Write out the listing in full, matching it word for word.

++++++++

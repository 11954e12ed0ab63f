//! Filter compilation.
//!
//! Filters are lowered to a plain JSON tree by a [`FilterVisitor`] and then
//! serialized with two null expansions applied:
//!
//! 1. Any object below the root whose `not` key is exactly `null` becomes
//!    `{"$notnull":null}`.
//! 2. Any `null` that is not the operand of `$null`/`$notnull` becomes
//!    `{"$null":null}`.
//!
//! At the root `not` is an ordinary field name, so `{"not":null}` compiles
//! to `{"not":{"$null":null}}`. Key order is kept as inserted.

use crate::filter::{
    ComparisonExpr, DataFilter, DelegationFilter, FieldFilter, FieldOperand, HighOrderFilter,
};
use serde_json::{Map, Value};

/// Walks a filter tree.
pub trait FilterVisitor {
    type Output;

    fn visit_delegation(&mut self, filter: &DelegationFilter) -> Self::Output;
    fn visit_comparison(&mut self, expr: &ComparisonExpr) -> Self::Output;
    fn visit_high_order(&mut self, filter: &HighOrderFilter) -> Self::Output;

    fn visit(&mut self, filter: &DataFilter) -> Self::Output {
        match filter {
            DataFilter::Delegation(f) => self.visit_delegation(f),
            DataFilter::HighOrder(f) => self.visit_high_order(f),
        }
    }
}

/// Lowers a filter to the JSON the service reads, before null expansion.
#[derive(Debug, Default)]
pub struct JsonEmitter;

impl JsonEmitter {
    fn field(&mut self, condition: &FieldFilter) -> Value {
        match condition {
            FieldFilter::Value(value) => value.clone(),
            FieldFilter::Comparison(expr) => self.visit_comparison(expr),
            FieldFilter::HighOrder(op, operands) => {
                let items = operands
                    .iter()
                    .map(|operand| match operand {
                        FieldOperand::Comparison(expr) => self.visit_comparison(expr),
                        FieldOperand::Delegation(f) => self.visit_delegation(f),
                    })
                    .collect();
                let mut map = Map::new();
                map.insert(op.as_str().to_string(), Value::Array(items));
                Value::Object(map)
            }
        }
    }
}

impl FilterVisitor for JsonEmitter {
    type Output = Value;

    fn visit_delegation(&mut self, filter: &DelegationFilter) -> Value {
        let map = filter
            .fields()
            .map(|(name, condition)| (name.to_string(), self.field(condition)))
            .collect();
        Value::Object(map)
    }

    fn visit_comparison(&mut self, expr: &ComparisonExpr) -> Value {
        let map = expr
            .ops()
            .iter()
            .map(|op| (op.key().to_string(), op.operand()))
            .collect();
        Value::Object(map)
    }

    fn visit_high_order(&mut self, filter: &HighOrderFilter) -> Value {
        let items = filter.operands().iter().map(|f| self.visit(f)).collect();
        let mut map = Map::new();
        map.insert(filter.operator().as_str().to_string(), Value::Array(items));
        Value::Object(map)
    }
}

/// Where a value sits relative to its parent.
#[derive(Clone, Copy)]
enum Position<'a> {
    Root,
    Key(&'a str),
    Index,
}

/// Applies the `$null`/`$notnull` expansions to a JSON tree.
pub fn expand_null_operators(value: &Value) -> Value {
    expand(value, Position::Root)
}

fn expand(value: &Value, position: Position<'_>) -> Value {
    let replaced = match (position, value) {
        (Position::Root, _) => None,
        (_, Value::Object(map)) if map.get("not").is_some_and(Value::is_null) => {
            Some(operator("$notnull"))
        }
        _ => None,
    };
    let replaced = replaced.or_else(|| match (position, value) {
        (Position::Key("$null" | "$notnull"), Value::Null) => None,
        (_, Value::Null) => Some(operator("$null")),
        _ => None,
    });

    // Replacements are walked like any other value.
    let value = replaced.as_ref().unwrap_or(value);
    match value {
        Value::Object(map) => Value::Object(
            map.iter()
                .map(|(k, v)| (k.clone(), expand(v, Position::Key(k))))
                .collect(),
        ),
        Value::Array(items) => {
            Value::Array(items.iter().map(|v| expand(v, Position::Index)).collect())
        }
        other => other.clone(),
    }
}

fn operator(name: &str) -> Value {
    let mut map = Map::new();
    map.insert(name.to_string(), Value::Null);
    Value::Object(map)
}

/// Serializes an arbitrary JSON predicate with the null expansions applied.
pub fn stringify(value: &Value) -> String {
    expand_null_operators(value).to_string()
}

/// Compiles a filter into the `q` query parameter value.
pub fn compile(filter: &DataFilter) -> String {
    stringify(&JsonEmitter.visit(filter))
}

#[cfg(test)]
mod tests {
    use super::*;
    use crate::filter::{BinaryOperator, Comparison};
    use serde_json::json;

    fn compile_json(value: Value) -> String {
        compile(&DataFilter::from_json(value).unwrap())
    }

    #[test]
    fn test_field_null_becomes_null_operator() {
        assert_eq!(
            compile_json(json!({ "maybe": null })),
            r#"{"maybe":{"$null":null}}"#
        );
    }

    #[test]
    fn test_not_null_shorthand() {
        assert_eq!(
            compile_json(json!({ "maybe": { "not": null } })),
            r#"{"maybe":{"$notnull":null}}"#
        );
    }

    #[test]
    fn test_field_named_not() {
        assert_eq!(
            compile_json(json!({ "not": null })),
            r#"{"not":{"$null":null}}"#
        );
        assert_eq!(
            compile_json(json!({ "not": { "not": null } })),
            r#"{"not":{"$notnull":null}}"#
        );
    }

    #[test]
    fn test_explicit_operators_are_untouched() {
        assert_eq!(
            compile_json(json!({ "a": { "$null": null }, "b": { "$notnull": null } })),
            r#"{"a":{"$null":null},"b":{"$notnull":null}}"#
        );
    }

    #[test]
    fn test_between_open_bound() {
        let filter: DataFilter = DelegationFilter::new()
            .field("n", Comparison::between(None, Some(json!(5))).unwrap())
            .into();
        assert_eq!(compile(&filter), r#"{"n":{"$between":[{"$null":null},5]}}"#);
    }

    #[test]
    fn test_high_order_nesting() {
        let filter = DataFilter::or([
            DelegationFilter::new().eq("a", 1).into(),
            DataFilter::and([
                DelegationFilter::new().is_null("b").into(),
                DelegationFilter::new().is_not_null("c").into(),
            ]),
        ]);
        assert_eq!(
            compile(&filter),
            r#"{"$or":[{"a":1},{"$and":[{"b":{"$null":null}},{"c":{"$notnull":null}}]}]}"#
        );
    }

    #[test]
    fn test_field_level_high_order() {
        let filter: DataFilter = DelegationFilter::new()
            .field(
                "age",
                FieldFilter::HighOrder(
                    BinaryOperator::And,
                    vec![
                        Comparison::Gte(json!(18)).into(),
                        Comparison::Lt(json!(65)).into(),
                    ],
                ),
            )
            .into();
        assert_eq!(
            compile(&filter),
            r#"{"age":{"$and":[{"$gte":18},{"$lt":65}]}}"#
        );
    }

    #[test]
    fn test_root_null_is_expanded() {
        assert_eq!(stringify(&Value::Null), r#"{"$null":null}"#);
    }

    #[test]
    fn test_key_order_is_preserved() {
        assert_eq!(
            compile_json(json!({ "z": 1, "a": { "$lt": 3, "$gt": 1 }, "m": "x" })),
            r#"{"z":1,"a":{"$lt":3,"$gt":1},"m":"x"}"#
        );
    }
}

++++++++

-- Exercise output --
repository 11954e12ed0ab63f
//! Filter compilation.
//!
//! Filters are lowered to a plain JSON tree by a [`FilterVisitor`] and then
//! serialized with two null expansions applied:
//!
//! 1. Any object below the root whose `not` key is exactly `null` becomes
//!    `{"$notnull":null}`.
//! 2. Any `null` that is not the operand of `$null`/`$notnull` becomes
//!    `{"$null":null}`.
//!
//! At the root `not` is an ordinary field name, so `{"not":null}` compiles
//! to `{"not":{"$null":null}}`. Key order is kept as inserted.

use crate::filter::{
    ComparisonExpr, DataFilter, DelegationFilter, FieldFilter, FieldOperand, HighOrderFilter,
};
use serde_json::{Map, Value};

/// Walks a filter tree.
pub trait FilterVisitor {
    type Output;

    fn visit_delegation(&mut self, filter: &DelegationFilter) -> Self::Output;
    fn visit_comparison(&mut self, expr: &ComparisonExpr) -> Self::Output;
    fn visit_high_order(&mut self, filter: &HighOrderFilter) -> Self::Output;

    fn visit(&mut self, filter: &DataFilter) -> Self::Output {
        match filter {
            DataFilter::Delegation(f) => self.visit_delegation(f),
            DataFilter::HighOrder(f) => self.visit_high_order(f),
        }
    }
}

/// Lowers a filter to the JSON the service reads, before null expansion.
#[derive(Debug, Default)]
pub struct JsonEmitter;

impl JsonEmitter {
    fn field(&mut self, condition: &FieldFilter) -> Value {
        match condition {
            FieldFilter::Value(value) => value.clone(),
            FieldFilter::Comparison(expr) => self.visit_comparison(expr),
            FieldFilter::HighOrder(op, operands) => {
                let items = operands
                    .iter()
                    .map(|operand| match operand {
                        FieldOperand::Comparison(expr) => self.visit_comparison(expr),
                        FieldOperand::Delegation(f) => self.visit_delegation(f),
                    })
                    .collect();
                let mut map = Map::new();
                map.insert(op.as_str().to_string(), Value::Array(items));
                Value::Object(map)
            }
        }
    }
}

impl FilterVisitor for JsonEmitter {
    type Output = Value;

    fn visit_delegation(&mut self, filter: &DelegationFilter) -> Value {
        let map = filter
            .fields()
            .map(|(name, condition)| (name.to_string(), self.field(condition)))
            .collect();
        Value::Object(map)
    }

    fn visit_comparison(&mut self, expr: &ComparisonExpr) -> Value {
        let map = expr
            .ops()
            .iter()
            .map(|op| (op.key().to_string(), op.operand()))
            .collect();
        Value::Object(map)
    }

    fn visit_high_order(&mut self, filter: &HighOrderFilter) -> Value {
        let items = filter.operands().iter().map(|f| self.visit(f)).collect();
        let mut map = Map::new();
        map.insert(filter.operator().as_str().to_string(), Value::Array(items));
        Value::Object(map)
    }
}

/// Where a value sits relative to its parent.
#[derive(Clone, Copy)]
enum Position<'a> {
    Root,
    Key(&'a str),
    Index,
}

/// Applies the `$null`/`$notnull` expansions to a JSON tree.
pub fn expand_null_operators(value: &Value) -> Value {
    expand(value, Position::Root)
}

fn expand(value: &Value, position: Position<'_>) -> Value {
    let replaced = match (position, value) {
        (Position::Root, _) => None,
        (_, Value::Object(map)) if map.get("not").is_some_and(Value::is_null) => {
            Some(operator("$notnull"))
        }
        _ => None,
    };
    let replaced = replaced.or_else(|| match (position, value) {
        (Position::Key("$null" | "$notnull"), Value::Null) => None,
        (_, Value::Null) => Some(operator("$null")),
        _ => None,
    });

    // Replacements are walked like any other value.
    let value = replaced.as_ref().unwrap_or(value);
    match value {
        Value::Object(map) => Value::Object(
            map.iter()
                .map(|(k, v)| (k.clone(), expand(v, Position::Key(k))))
                .collect(),
        ),
        Value::Array(items) => {
            Value::Array(items.iter().map(|v| expand(v, Position::Index)).collect())
        }
        other => other.clone(),
    }
}

fn operator(name: &str) -> Value {
    let mut map = Map::new();
    map.insert(name.to_string(), Value::Null);
    Value::Object(map)
}

/// Serializes an arbitrary JSON predicate with the null expansions applied.
pub fn stringify(value: &Value) -> String {
    expand_null_operators(value).to_string()
}

/// Compiles a filter into the `q` query parameter value.
pub fn compile(filter: &DataFilter) -> String {
    stringify(&JsonEmitter.visit(filter))
}

#[cfg(test)]
mod tests {
    use super::*;
    use crate::filter::{BinaryOperator, Comparison};
    use serde_json::json;

    fn compile_json(value: Value) -> String {
        compile(&DataFilter::from_json(value).unwrap())
    }

    #[test]
    fn test_field_null_becomes_null_operator() {
        assert_eq!(
            compile_json(json!({ "maybe": null })),
            r#"{"maybe":{"$null":null}}"#
        );
    }

    #[test]
    fn test_not_null_shorthand() {
        assert_eq!(
            compile_json(json!({ "maybe": { "not": null } })),
            r#"{"maybe":{"$notnull":null}}"#
        );
    }

    #[test]
    fn test_field_named_not() {
        assert_eq!(
            compile_json(json!({ "not": null })),
            r#"{"not":{"$null":null}}"#
        );
        assert_eq!(
            compile_json(json!({ "not": { "not": null } })),
            r#"{"not":{"$notnull":null}}"#
        );
    }

    #[test]
    fn test_explicit_operators_are_untouched() {
        assert_eq!(
            compile_json(json!({ "a": { "$null": null }, "b": { "$notnull": null } })),
            r#"{"a":{"$null":null},"b":{"$notnull":null}}"#
        );
    }

    #[test]
    fn test_between_open_bound() {
        let filter: DataFilter = DelegationFilter::new()
            .field("n", Comparison::between(None, Some(json!(5))).unwrap())
            .into();
        assert_eq!(compile(&filter), r#"{"n":{"$between":[{"$null":null},5]}}"#);
    }

    #[test]
    fn test_high_order_nesting() {
        let filter = DataFilter::or([
            DelegationFilter::new().eq("a", 1).into(),
            DataFilter::and([
                DelegationFilter::new().is_null("b").into(),
                DelegationFilter::new().is_not_null("c").into(),
            ]),
        ]);
        assert_eq!(
            compile(&filter),
            r#"{"$or":[{"a":1},{"$and":[{"b":{"$null":null}},{"c":{"$notnull":null}}]}]}"#
        );
    }

    #[test]
    fn test_field_level_high_order() {
        let filter: DataFilter = DelegationFilter::new()
            .field(
                "age",
                FieldFilter::HighOrder(
                    BinaryOperator::And,
                    vec![
                        Comparison::Gte(json!(18)).into(),
                        Comparison::Lt(json!(65)).into(),
                    ],
                ),
            )
            .into();
        assert_eq!(
            compile(&filter),
            r#"{"age":{"$and":[{"$gte":18},{"$lt":65}]}}"#
        );
    }

    #[test]
    fn test_root_null_is_expanded() {
        assert_eq!(stringify(&Value::Null), r#"{"$null":null}"#);
    }

    #[test]
    fn test_key_order_is_preserved() {
        assert_eq!(
            compile_json(json!({ "z": 1, "a": { "$lt": 3, "$gt": 1 }, "m": "x" })),
            r#"{"z":1,"a":{"$lt":3,"$gt":1},"m":"x"}"#
        );
    }
}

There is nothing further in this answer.